Here’s the truth: if your MBA is being paid for by your firm, your country, or your great-grandfather’s mining fortune, you’ll never feel it. You’ll spend those two years sipping overpriced lattes between weekend getaways in Tulum, occasionally glancing at your WhatsApp or GroupMe to accept the next invitation to a networking dinner with someone whose last name appears on university buildings.
But if you're financing it yourself (especially at a high international interest rate!) it stops feeling like an investment and starts feeling like a decade-long subscription to anxiety. A rolling contract with your future self, where every month you send a four‑figure thank-you note to the idea that you might one day be rich enough to stop noticing.
So why wouldn’t you do an MBA?
Because in 2025, the burden of doing it yourself financially, psychologically, and logistically is enormous.

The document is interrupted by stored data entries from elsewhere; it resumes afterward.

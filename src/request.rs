//! Assembly of single FastCGI requests and the dispatch of their scripts.

use std::collections::{HashMap, VecDeque};
use std::fmt;
use std::panic::{self, AssertUnwindSafe};
use std::path::{Path, PathBuf};
use std::sync::Arc;

use compact_str::CompactString;
use smallvec::SmallVec;
use tokio::sync::mpsc;
use tokio::task::JoinHandle;

use crate::cache::CacheRegistry;
use crate::engine::{ScriptContext, ScriptEngine};
use crate::macros::trace;
use crate::protocol::{self as fcgi, RequestRecord, ResponseRecord};
use crate::{app_status, ExitStatus};


/// Inline capacity for single parameter values.
const INLINE_BYTES: usize = 32;
type SmallBytes = SmallVec<[u8; INLINE_BYTES]>;

/// The number of output records buffered between a script and its connection.
const OUTPUT_QUEUE: usize = 16;


/// The parameters (CGI/1.1 environment) of a request.
///
/// Names are decoded lossily as UTF-8 and compared case-sensitively.
/// A name sent more than once keeps all of its values in arrival order.
#[derive(Debug, Clone, Default, PartialEq, Eq)]
pub struct Params {
    map: HashMap<CompactString, SmallVec<[SmallBytes; 1]>>,
}

impl Params {
    /// Decodes a complete, concatenated `Params` stream.
    ///
    /// An incomplete trailing name-value pair is logged and dropped.
    #[must_use]
    pub fn parse(encoded: &[u8]) -> Self {
        let mut nvit = fcgi::nv::NVIter::new(encoded);
        let params = (&mut nvit).collect();
        let remaining = nvit.into_inner().len();
        if remaining != 0 {
            tracing::warn!(bytes = remaining, "Params stream ends with incomplete name-value pair");
        }
        params
    }

    /// Returns the first value of `name`.
    #[must_use]
    pub fn get(&self, name: &str) -> Option<&[u8]> {
        self.map.get(name).and_then(|v| v.first()).map(|v| &v[..])
    }

    /// Returns the value of `name` if it was sent exactly once.
    #[must_use]
    pub fn single(&self, name: &str) -> Option<&[u8]> {
        match self.map.get(name).map(|v| &v[..]) {
            Some([v]) => Some(v),
            _ => None,
        }
    }

    /// Returns the value of `name` if it was sent exactly once and is
    /// valid UTF-8.
    #[must_use]
    pub fn get_str(&self, name: &str) -> Option<&str> {
        self.single(name).and_then(|v| std::str::from_utf8(v).ok())
    }

    /// Returns an iterator over all values of `name`.
    pub fn get_all(&self, name: &str) -> impl Iterator<Item = &[u8]> + '_ {
        self.map.get(name).into_iter().flatten().map(|v| &v[..])
    }

    /// Tests whether `name` was sent at all.
    #[inline]
    #[must_use]
    pub fn contains(&self, name: &str) -> bool {
        self.map.contains_key(name)
    }

    /// Returns the number of distinct names.
    #[inline]
    #[must_use]
    pub fn len(&self) -> usize {
        self.map.len()
    }

    /// Tests whether no parameters were sent.
    #[inline]
    #[must_use]
    pub fn is_empty(&self) -> bool {
        self.map.is_empty()
    }

    /// Returns an iterator over all name-value pairs in arbitrary order.
    pub fn iter(&self) -> impl Iterator<Item = (&str, &[u8])> + '_ {
        self.map.iter()
            .flat_map(|(n, vals)| vals.iter().map(move |v| (n.as_str(), &v[..])))
    }
}

impl<'a> FromIterator<(&'a [u8], &'a [u8])> for Params {
    fn from_iter<I: IntoIterator<Item = (&'a [u8], &'a [u8])>>(iter: I) -> Self {
        let mut map: HashMap<_, SmallVec<[SmallBytes; 1]>> = HashMap::new();
        for (name, val) in iter {
            let name = CompactString::from_utf8_lossy(name);
            map.entry(name).or_default().push(SmallBytes::from_slice(val));
        }
        Self { map }
    }
}


/// Finds the script file a request refers to.
///
/// `SCRIPT_FILENAME` is used if it names an existing file. Otherwise
/// `DOCUMENT_ROOT` and `SCRIPT_NAME` are concatenated as strings. Each
/// parameter must have been sent exactly once. The result is canonical.
#[must_use]
pub fn resolve_script(params: &Params) -> Option<PathBuf> {
    let filename = params.get_str("SCRIPT_FILENAME");
    let root = params.get_str("DOCUMENT_ROOT");
    let name = params.get_str("SCRIPT_NAME");

    let found = if let Some(f) = filename.map(Path::new).filter(|p| p.is_file()) {
        tracing::debug!(script = %f.display(), "script resolved via SCRIPT_FILENAME");
        f.to_path_buf()
    } else if let Some(p) = root.zip(name).map(|(r, n)| PathBuf::from(format!("{r}{n}"))).filter(|p| p.is_file()) {
        tracing::debug!(script = %p.display(), "script resolved via DOCUMENT_ROOT and SCRIPT_NAME");
        p
    } else {
        tracing::warn!(?filename, ?root, ?name, "script could not be resolved");
        return None;
    };

    match found.canonicalize() {
        Ok(p) => Some(p),
        Err(e) => {
            let error: &dyn std::error::Error = &e;
            tracing::warn!(script = %found.display(), error, "script path could not be canonicalized");
            None
        },
    }
}


/// The services shared by all requests of a server.
#[derive(Clone)]
pub struct Host {
    engine: Arc<dyn ScriptEngine>,
    caches: Arc<CacheRegistry>,
}

impl Host {
    /// Creates a [`Host`] running scripts with `engine` and an empty cache.
    pub fn new(engine: impl ScriptEngine) -> Self {
        Self::with_caches(Arc::new(engine), Arc::default())
    }

    /// Creates a [`Host`] from its parts.
    #[must_use]
    pub fn with_caches(engine: Arc<dyn ScriptEngine>, caches: Arc<CacheRegistry>) -> Self {
        Self { engine, caches }
    }

    /// Returns the cache partitions of all scripts.
    #[inline]
    #[must_use]
    pub fn caches(&self) -> &Arc<CacheRegistry> {
        &self.caches
    }
}

impl fmt::Debug for Host {
    fn fmt(&self, f: &mut fmt::Formatter) -> fmt::Result {
        f.debug_struct("Host")
            .field("caches", &self.caches)
            .finish_non_exhaustive()
    }
}


#[derive(Debug, Default)]
struct InputStream {
    buffer: Vec<u8>,
    started: bool,
    done: bool,
}

impl InputStream {
    fn push(&mut self, data: Vec<u8>) {
        self.started = true;
        if self.done {
            trace!("input stream already closed, record ignored");
        } else if data.is_empty() {
            self.done = true;
        } else {
            self.buffer.extend_from_slice(&data);
        }
    }
}

#[derive(Debug)]
enum ParamsStream {
    Reading(Vec<u8>),
    Done(Params),
}

#[derive(Debug)]
struct Collecting {
    params: ParamsStream,
    stdin: InputStream,
    data: InputStream,
}

impl Collecting {
    /// A request is ready once its parameters and stdin are complete, and
    /// its data stream is either complete or was never started.
    fn is_ready(&self) -> bool {
        matches!(self.params, ParamsStream::Done(_))
            && self.stdin.done
            && (!self.data.started || self.data.done)
    }
}

#[derive(Debug)]
enum State {
    Collecting(Collecting),
    Dispatched,
    Completed,
}


/// What the connection has to do after feeding a record to a request.
#[derive(Debug)]
#[must_use]
pub enum Step {
    /// Nothing to send yet.
    Pending,
    /// The request ends immediately with this `EndRequest` record.
    Respond(ResponseRecord),
    /// The script was started. Its output must be forwarded until the
    /// [`Execution`] is exhausted.
    Execute(Execution),
}


/// The state of a single FastCGI request while it is being assembled.
#[derive(Debug)]
pub struct RequestState {
    request_id: u16,
    keep_conn: bool,
    state: State,
}

impl RequestState {
    /// Creates the state for a request started by `begin`.
    #[must_use]
    pub fn new(request_id: u16, begin: fcgi::body::BeginRequest) -> Self {
        let collecting = Collecting {
            params: ParamsStream::Reading(Vec::new()),
            stdin: InputStream::default(),
            data: InputStream::default(),
        };
        Self { request_id, keep_conn: begin.keep_conn(), state: State::Collecting(collecting) }
    }

    /// Returns the ID of this request.
    #[inline]
    #[must_use]
    pub fn request_id(&self) -> u16 {
        self.request_id
    }

    /// Tests whether the client wants to keep the connection after this request.
    #[inline]
    #[must_use]
    pub fn keep_conn(&self) -> bool {
        self.keep_conn
    }

    /// Tests whether the script was started or the request was ended.
    #[inline]
    #[must_use]
    pub fn is_dispatched(&self) -> bool {
        !matches!(self.state, State::Collecting(_))
    }

    /// Feeds the next record of this request into the state machine.
    ///
    /// The script is started as soon as all input is complete, so this
    /// must run inside a tokio runtime.
    pub fn handle(&mut self, record: RequestRecord, host: &Host) -> Step {
        let request_id = self.request_id;
        let State::Collecting(c) = &mut self.state else {
            trace!(request_id, ?record, "record for dispatched request ignored");
            return Step::Pending;
        };

        match record {
            RequestRecord::Params(data) => match &mut c.params {
                ParamsStream::Reading(buf) if data.is_empty() => {
                    let params = Params::parse(buf);
                    trace!(request_id, count = params.len(), "params complete");
                    c.params = ParamsStream::Done(params);
                },
                ParamsStream::Reading(buf) => buf.extend_from_slice(&data),
                ParamsStream::Done(_) => {
                    tracing::warn!(request_id, "Params record after end of Params stream ignored");
                },
            },
            RequestRecord::Stdin(data) => c.stdin.push(data),
            RequestRecord::Data(data) => c.data.push(data),
            RequestRecord::AbortRequest => {
                tracing::debug!(request_id, "request aborted before its script started");
                self.state = State::Completed;
                return Step::Respond(ExitStatus::Complete(app_status::ABORTED).to_record());
            },
            r => {
                tracing::warn!(request_id, record = ?r, "unexpected record for active request ignored");
                return Step::Pending;
            },
        }

        if !c.is_ready() {
            return Step::Pending;
        }
        replace_with::replace_with_or_abort_and_return(&mut self.state, |state| match state {
            State::Collecting(c) => dispatch(request_id, c, host),
            s => (Step::Pending, s),
        })
    }
}

fn dispatch(request_id: u16, input: Collecting, host: &Host) -> (Step, State) {
    let params = match input.params {
        ParamsStream::Done(p) => p,
        reading => return (Step::Pending, State::Collecting(Collecting { params: reading, ..input })),
    };
    let Some(script) = resolve_script(&params) else {
        let end = ExitStatus::Complete(app_status::SCRIPT_NOT_FOUND).to_record();
        return (Step::Respond(end), State::Completed);
    };

    let working_dir = script.parent().map(Path::to_path_buf).unwrap_or_default();
    let cache = host.caches.partition(&script);
    let (tx, rx) = mpsc::channel(OUTPUT_QUEUE);
    let ctx = ScriptContext::new(params, input.stdin.buffer, input.data.buffer, cache, working_dir, tx);

    let engine = host.engine.clone();
    let span = tracing::debug_span!("script", request_id, script = %script.display());
    let task = tokio::task::spawn_blocking(move || {
        let _enter = span.enter();
        run_script(&*engine, &script, ctx);
    });
    (Step::Execute(Execution::new(rx, task)), State::Dispatched)
}

fn run_script(engine: &dyn ScriptEngine, script: &Path, mut ctx: ScriptContext) {
    tracing::debug!("script started");
    let res = panic::catch_unwind(AssertUnwindSafe(|| engine.execute(script, &mut ctx)));
    let status = match res {
        Ok(Ok(())) => app_status::SUCCESS,
        Ok(Err(e)) => {
            let error: &dyn std::error::Error = &e;
            tracing::error!(error, "script failed");
            e.app_status()
        },
        Err(_) => {
            tracing::error!("script engine panicked");
            app_status::ENGINE_FAILED
        },
    };
    tracing::debug!(app_status = status, "script finished");
    ctx.finish(status);
}


/// The output of a running script, as a sequence of response records.
///
/// The sequence always ends with an `EndRequest` record. If the script's
/// worker ends without sending one, the response is completed with
/// [`app_status::ENGINE_FAILED`].
#[derive(Debug)]
pub struct Execution {
    output: mpsc::Receiver<ResponseRecord>,
    task: Option<JoinHandle<()>>,
    wrote_stdout: bool,
    stdout_closed: bool,
    fallback: VecDeque<ResponseRecord>,
    done: bool,
}

impl Execution {
    fn new(output: mpsc::Receiver<ResponseRecord>, task: JoinHandle<()>) -> Self {
        Self {
            output,
            task: Some(task),
            wrote_stdout: false,
            stdout_closed: false,
            fallback: VecDeque::new(),
            done: false,
        }
    }

    /// Returns the next record to send, or [`None`] after the `EndRequest`.
    pub async fn next(&mut self) -> Option<ResponseRecord> {
        if let Some(rec) = self.fallback.pop_front() {
            return Some(rec);
        }
        if self.done {
            return None;
        }

        match self.output.recv().await {
            Some(rec) => {
                match &rec {
                    ResponseRecord::Stdout(b) if b.is_empty() => self.stdout_closed = true,
                    ResponseRecord::Stdout(_) => self.wrote_stdout = true,
                    ResponseRecord::EndRequest(_) => self.done = true,
                    _ => (),
                }
                Some(rec)
            },
            None => {
                self.done = true;
                if let Some(task) = self.task.take() {
                    if let Err(e) = task.await {
                        let error: &dyn std::error::Error = &e;
                        tracing::error!(error, "script worker failed");
                    }
                }
                tracing::error!("script ended without completing its response");
                if !self.wrote_stdout {
                    self.fallback.push_back(ResponseRecord::Stdout(crate::cgi::response::FAILURE_HEADERS.to_vec()));
                }
                if !self.stdout_closed {
                    self.fallback.push_back(ResponseRecord::Stdout(Vec::new()));
                }
                self.fallback.push_back(ExitStatus::Complete(app_status::ENGINE_FAILED).to_record());
                self.fallback.pop_front()
            },
        }
    }
}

And for most people, the real question isn't “Can I get in?”
It's “Can I get out without drowning?”
BUT HERE’S WHY MBAs ARE REALLY FUCKED (I)
So here’s the other thing about MBAs: they were built for a global order that is collapsing in real time.
The traditional MBA curriculum is rooted in a very specific- and now rapidly fading- assumption about how the world works.
It’s the late‑20th‑century fantasy of stable globalization, where capital flows freely, supply chains stretch efficiently across continents, and business strategy is mostly a question of market expansion, regulatory arbitrage, and shareholder optimization. It was a world where the Harvard Case Method made sense, because it reflected a coherent, rules-based system where rational actors operated within relatively predictable institutions.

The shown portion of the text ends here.